Rescue Teams Locate Plane Crash Site: Wreckage Confirmed

Coast Guard Expedition Locates Wreck of 1942 Grumman Duck on Greenland Ice Cap

An air-sea rescue mission that became one of World War II’s most dramatic and tragic episodes appears to have a long-awaited resolution. Researchers now say they have identified the crash site of a Coast Guard J2F-4 Grumman Duck that went down on the remote Greenland ice cap in late 1942.

The Duck had been part of a daring rescue operation to recover members of a U.S. Army Air Forces B-17 crew stranded on the ice. After successfully rescuing two men, the Duck — piloted by Coast Guard Lt. John Pritchard with Petty Officer 1st Class Benjamin Bottoms as radioman — returned to the ice cap to retrieve additional survivors. Encountering whiteout conditions, the aircraft crashed and did not return.

Seventy years after the crash, an expedition led by members of the Defense Department’s Joint POW/MIA Accounting Command, Coast Guard personnel, and scientists and explorers from North South Polar Inc. conducted a focused search in the area near Koge Bay, Greenland. That search has produced compelling evidence that the site they investigated is the final resting place of the J2F-4 Grumman Duck.

Cmdr. Jim Blow of the Coast Guard Office of Aviation Forces described the discovery as “a monumental success,” saying the joint effort fulfilled the Coast Guard’s long-standing goal, which began in earnest in 2008, to locate the aircraft. The recovered evidence is now part of a careful process to document the site and honor the service members who were lost.

img 22563 1

The Duck’s last mission centered on a B-17 that had crashed on Nov. 9, 1942, during a search mission. On Nov. 28, 1942, Pritchard and Bottoms used the amphibious J2F-4 to land on the Greenland ice cap and successfully evacuate two members of the B-17 crew — an unprecedented and risky operation given the terrain and weather. The following day, the Duck returned to the scene, picked up Army Air Forces Cpl. Loren Howarth, and set out to reach the Coast Guard cutter Northland. They never arrived.

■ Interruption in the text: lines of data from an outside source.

//! Read path: exact-id and fuzzy full-text retrieval with one-hop expansion.

use neo4rs::query;

use crate::client::{GraphClient, GraphError, FULLTEXT_INDEX};
use crate::escape::escape_fulltext;

/// Immutable snapshot of a node at read time.
#[derive(Debug, Clone, serde::Serialize, serde::Deserialize)]
pub struct NodeResult {
    pub node_id: String,
    pub name: String,
    pub node_path: String,
    pub start_line: Option<i64>,
    pub end_line: Option<i64>,
    pub text: Option<String>,
}

/// One outgoing edge from a queried node.
#[derive(Debug, Clone, serde::Serialize, serde::Deserialize)]
pub struct NeighborResult {
    pub node_id: String,
    pub name: String,
    /// Full label set of the target node.
    pub node_type: Vec<String>,
    pub relationship_type: String,
}

impl GraphClient {
    // ── Lookups ──────────────────────────────────────────────────

    /// Resolve a node by exact `node_id`, across any label, and expand its
    /// one-hop neighborhood. A miss is an expected outcome and returns
    /// `Ok(None)`, never an error.
    pub async fn get_node_by_id(
        &self,
        node_id: &str,
    ) -> Result<Option<(NodeResult, Vec<NeighborResult>)>, GraphError> {
        let q = query(
            "MATCH (n)
             WHERE n.node_id = $node_id
             RETURN n",
        )
        .param("node_id", node_id.to_string());

        let Some(row) = self.query_one(q).await? else {
            return Ok(None);
        };
        let node: neo4rs::Node = row
            .get("n")
            .map_err(|e| GraphError::Serialization(format!("Failed to deserialize node: {e}")))?;

        let result = node_result_from(&node)?;
        let neighbors = self.neighbors(&result.node_id).await?;
        Ok(Some((result, neighbors)))
    }

    /// Resolve a node by fuzzy text and expand its one-hop neighborhood.
    ///
    /// The escaped query runs against the full-text index twice at most:
    /// first wrapped in wildcards (forgiving for partial identifiers), then,
    /// only if that yields nothing, as the bare escaped token — wildcard
    /// search can miss short precise queries due to tokenization. Both
    /// attempts are scoped to this client's `repo_id` and take the
    /// highest-scoring hit.
    pub async fn search_nodes_by_text(
        &self,
        text: &str,
    ) -> Result<Option<(NodeResult, Vec<NeighborResult>)>, GraphError> {
        let escaped = escape_fulltext(text);

        let hit = match self.fulltext_top_hit(&format!("*{escaped}*")).await? {
            Some(node) => Some(node),
            None => self.fulltext_top_hit(&escaped).await?,
        };
        let Some(node) = hit else {
            return Ok(None);
        };

        let result = node_result_from(&node)?;
        let neighbors = self.neighbors(&result.node_id).await?;
        Ok(Some((result, neighbors)))
    }

    /// One tier of the search fallback: the top-scored full-text hit for
    /// `term` within this client's repo, if any.
    async fn fulltext_top_hit(&self, term: &str) -> Result<Option<neo4rs::Node>, GraphError> {
        let q = query(
            "CALL db.index.fulltext.queryNodes($index, $term) YIELD node, score
             WHERE node.repoId = $repoId
             RETURN node, score
             ORDER BY score DESC
             LIMIT 1",
        )
        .param("index", FULLTEXT_INDEX)
        .param("term", term.to_string())
        .param("repoId", self.partition().repo_id.clone());

        match self.query_one(q).await? {
            Some(row) => {
                let node: neo4rs::Node = row.get("node").map_err(|e| {
                    GraphError::Serialization(format!("Failed to deserialize search hit: {e}"))
                })?;
                Ok(Some(node))
            }
            None => Ok(None),
        }
    }

    // ── Neighbor Expansion ───────────────────────────────────────

    /// All outgoing one-hop relationships of a node, in store order.
    /// Multiple relationship types between the same pair yield one entry
    /// each; no deduplication.
    pub async fn neighbors(&self, node_id: &str) -> Result<Vec<NeighborResult>, GraphError> {
        let q = query(
            "MATCH (n {node_id: $node_id})-[r]->(m)
             RETURN type(r) AS relationship_type,
                    m.node_id AS node_id,
                    m.name AS name,
                    labels(m) AS node_type",
        )
        .param("node_id", node_id.to_string());

        let rows = self.query_rows(q).await?;
        let mut results = Vec::with_capacity(rows.len());
        for row in rows {
            results.push(NeighborResult {
                node_id: row.get("node_id").unwrap_or_default(),
                name: row.get("name").unwrap_or_default(),
                node_type: row.get("node_type").unwrap_or_default(),
                relationship_type: row.get("relationship_type").unwrap_or_default(),
            });
        }
        Ok(results)
    }
}

/// Project a raw store node into the stable read shape shared by both
/// lookup paths.
fn node_result_from(node: &neo4rs::Node) -> Result<NodeResult, GraphError> {
    Ok(NodeResult {
        node_id: node
            .get::<String>("node_id")
            .map_err(|e| GraphError::Serialization(format!("node without node_id: {e}")))?,
        name: node.get::<String>("name").unwrap_or_default(),
        node_path: node.get::<String>("node_path").unwrap_or_default(),
        start_line: node.get::<i64>("start_line").ok(),
        end_line: node.get::<i64>("end_line").ok(),
        text: node.get::<String>("text").ok(),
    })
}
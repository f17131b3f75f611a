//! Core domain types for the Codemap code-property graph.
//!
//! Nodes represent source entities (files, classes, functions), edges the
//! relationships between them. Both are plain data: the graph crate decides
//! how they are persisted.

use serde::{Deserialize, Serialize};
use serde_json::{Map, Value};

// ── Partition ─────────────────────────────────────────────────────

/// Tenant scope for every node and edge.
///
/// A manager instance is bound to one partition for its whole lifetime;
/// `node_id` values are only unique within a partition, and identical ids in
/// different partitions must never merge.
#[derive(Debug, Clone, Serialize, Deserialize, PartialEq, Eq, Hash)]
pub struct Partition {
    pub repo_id: String,
    pub entity_id: String,
}

impl Partition {
    pub fn new(repo_id: impl Into<String>, entity_id: impl Into<String>) -> Self {
        Self {
            repo_id: repo_id.into(),
            entity_id: entity_id.into(),
        }
    }
}

impl Default for Partition {
    fn default() -> Self {
        Self {
            repo_id: "default_repo".to_string(),
            entity_id: "default_user".to_string(),
        }
    }
}

// ── Node Types ────────────────────────────────────────────────────

/// The primary kind of a graph node, mapped to a store label.
///
/// The taxonomy is open: anything beyond the three core kinds round-trips
/// through `Other` with its label uppercased.
#[derive(Debug, Clone, Serialize, Deserialize, PartialEq, Eq, Hash)]
#[serde(from = "String", into = "String")]
pub enum NodeKind {
    File,
    Class,
    Function,
    Other(String),
}

impl NodeKind {
    /// The store label for this kind.
    pub fn label(&self) -> &str {
        match self {
            Self::File => "FILE",
            Self::Class => "CLASS",
            Self::Function => "FUNCTION",
            Self::Other(label) => label,
        }
    }
}

impl From<String> for NodeKind {
    fn from(raw: String) -> Self {
        match raw.to_uppercase().as_str() {
            "FILE" => Self::File,
            "CLASS" => Self::Class,
            "FUNCTION" => Self::Function,
            other => Self::Other(other.to_string()),
        }
    }
}

impl From<NodeKind> for String {
    fn from(kind: NodeKind) -> Self {
        kind.label().to_string()
    }
}

/// A node in the code-property graph.
///
/// `path` is the source file path (full-text indexed, and the key for
/// delete-by-path); `node_path` is the qualified path of the entity within
/// the code hierarchy (e.g. `app/db.py.Session.commit`).
#[derive(Debug, Clone, Serialize, Deserialize)]
pub struct CodeNode {
    pub node_id: String,
    pub name: String,
    pub path: String,
    pub node_path: String,
    pub kind: NodeKind,
    #[serde(default)]
    pub extra_labels: Vec<String>,
    #[serde(default)]
    pub start_line: Option<i64>,
    #[serde(default)]
    pub end_line: Option<i64>,
    #[serde(default)]
    pub text: Option<String>,
    /// Arbitrary extra attributes merged onto the stored node.
    #[serde(default)]
    pub properties: Map<String, Value>,
}

impl CodeNode {
    /// The full label set this node is stored under: extra labels, then the
    /// primary kind, then the generic `NODE` tag, deduplicated in order.
    pub fn labels(&self) -> Vec<String> {
        let mut labels: Vec<String> = Vec::with_capacity(self.extra_labels.len() + 2);
        for label in self
            .extra_labels
            .iter()
            .cloned()
            .chain([self.kind.label().to_string(), "NODE".to_string()])
        {
            if !labels.contains(&label) {
                labels.push(label);
            }
        }
        labels
    }
}

// ── Edge Types ────────────────────────────────────────────────────

/// A directed, typed relationship between two nodes.
///
/// `scope_text` participates in the merge key: two edges between the same
/// endpoints with the same type but different scopes are distinct.
#[derive(Debug, Clone, Serialize, Deserialize)]
pub struct CodeEdge {
    pub source_id: String,
    pub target_id: String,
    pub rel_type: String,
    #[serde(default)]
    pub scope_text: Option<String>,
}

// ── Ingest Payload ────────────────────────────────────────────────

/// A bulk-ingest payload: all nodes and edges of one write call.
#[derive(Debug, Clone, Default, Serialize, Deserialize)]
pub struct GraphDocument {
    #[serde(default)]
    pub nodes: Vec<CodeNode>,
    #[serde(default)]
    pub edges: Vec<CodeEdge>,
}
// crates/eshop-core/src/seed/taxonomy.rs

//! Turns a `CategoryNode` tree into category rows.

use crate::db::{CategoryRecord, NewCategory, SeedTransaction};
use crate::error::RepositoryError;

use super::model::CategoryNode;

pub const PATH_SEPARATOR: &str = " > ";

/// Rows written for one root, in pre-order.
#[derive(Debug, Clone, Default)]
pub struct MaterializedTree {
    pub rows: Vec<CategoryRecord>,
    pub leaves: usize,
}

pub fn slug_for(parent_slug: Option<&str>, name: &str) -> String {
    let own = slug::slugify(name);
    match parent_slug {
        Some(parent) => format!("{parent}-{own}"),
        None => own,
    }
}

pub fn path_for(parent_path: Option<&str>, name: &str) -> String {
    match parent_path {
        Some(parent) => format!("{parent}{PATH_SEPARATOR}{name}"),
        None => name.to_string(),
    }
}

/// Inserts `root` and every descendant. A node without a description is
/// described by its name. A parent row is always written
/// before its children; siblings keep provider order. `display_order` is
/// shared across roots and advanced once per row.
pub async fn materialize(
    tx: &mut dyn SeedTransaction,
    root: &CategoryNode,
    display_order: &mut i32,
) -> Result<MaterializedTree, RepositoryError> {
    let mut tree = MaterializedTree::default();
    // (node, index of the parent row in `tree.rows`)
    let mut stack: Vec<(&CategoryNode, Option<usize>)> = vec![(root, None)];

    while let Some((node, parent)) = stack.pop() {
        let parent_row = parent.map(|index| &tree.rows[index]);
        let new_category = NewCategory {
            name: node.name().to_string(),
            description: Some(node.description().unwrap_or(node.name()).to_string()),
            image_url: node.image_url().map(str::to_string),
            slug: slug_for(parent_row.map(|p| p.slug.as_str()), node.name()),
            path: path_for(parent_row.map(|p| p.path.as_str()), node.name()),
            depth: parent_row.map_or(0, |p| p.depth + 1),
            display_order: *display_order,
            parent_id: parent_row.map(|p| p.id),
        };

        let row = tx.insert_category(&new_category).await?;
        *display_order += 1;

        if node.is_leaf() {
            tree.leaves += 1;
        }

        let index = tree.rows.len();
        tree.rows.push(row);
        stack.extend(node.children().iter().rev().map(|child| (child, Some(index))));
    }

    Ok(tree)
}

#[cfg(test)]
mod tests {
    use super::*;

    #[test]
    fn slugs_and_paths_extend_the_parent() {
        assert_eq!(slug_for(None, "Fashion & Apparel"), "fashion-apparel");
        assert_eq!(slug_for(Some("electronics"), "TV & Appliances"), "electronics-tv-appliances");
        assert_eq!(path_for(Some("Electronics"), "Laptops"), "Electronics > Laptops");
        assert_eq!(path_for(None, "Dairy"), "Dairy");
    }
}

Contemporary accounts from Army aircrews recorded that the wrecked Duck was sighted a week later and that no survivors were found in the wreckage. The remaining members of the B-17 crew were kept alive by air drops and were rescued roughly six months after the initial crash. The three men aboard the Duck — Pritchard, Bottoms, and Howarth — were later recognized for their bravery and sacrifice.

The modern expedition combined historical research with targeted geophysical methods. Investigators reviewed wartime records and mapped probable drift patterns and flight paths to narrow the search area. On the ground and ice, the team used ground-penetrating radar, magnetometer surveys, and metal detection equipment to isolate anomalous targets consistent with an aircraft wreck beneath the ice.

Once a likely location was established, the team melted a series of five vertical access holes, each approximately six inches in diameter, into the ice to allow visual inspection. In the second hole, roughly 38 feet below the ice surface, the team lowered a specially designed camera scope and observed black cables and wiring consistent with materials used on World War II-era J2F-4 Grumman Ducks. Video footage and still photographs captured through the scope showed additional metallic components and structures that match features typically found near the engine compartment of that aircraft model.

Those visual confirmations, together with the geophysical survey data and historical documentation, provided the evidence the Joint POW/MIA Accounting Command and partnering organizations needed to identify the site as the Duck wreck. Officials emphasized that locating the aircraft honors the memory of the three servicemen who lost their lives and helps bring closure to a decades-long chapter of wartime history.

Finding the Duck is significant not only for its historical value but also for the methods it demonstrates: combining archival research with modern remote-sensing technology and careful on-site investigation can yield reliable results even in harsh polar conditions. The Coast Guard, North South Polar, and the Defense Department’s accounting command will continue to analyze the collected imagery and artifacts following established protocols before any further actions are taken.

The full official report of the expedition and its findings has been prepared by the Joint POW/MIA Accounting Command and the Coast Guard. The teams described the discovery as a meaningful step toward honoring the sacrifice of Lt. John Pritchard, Petty Officer 1st Class Benjamin Bottoms, and Cpl. Loren Howarth, and toward resolving a long-standing wartime mystery on the Greenland ice cap.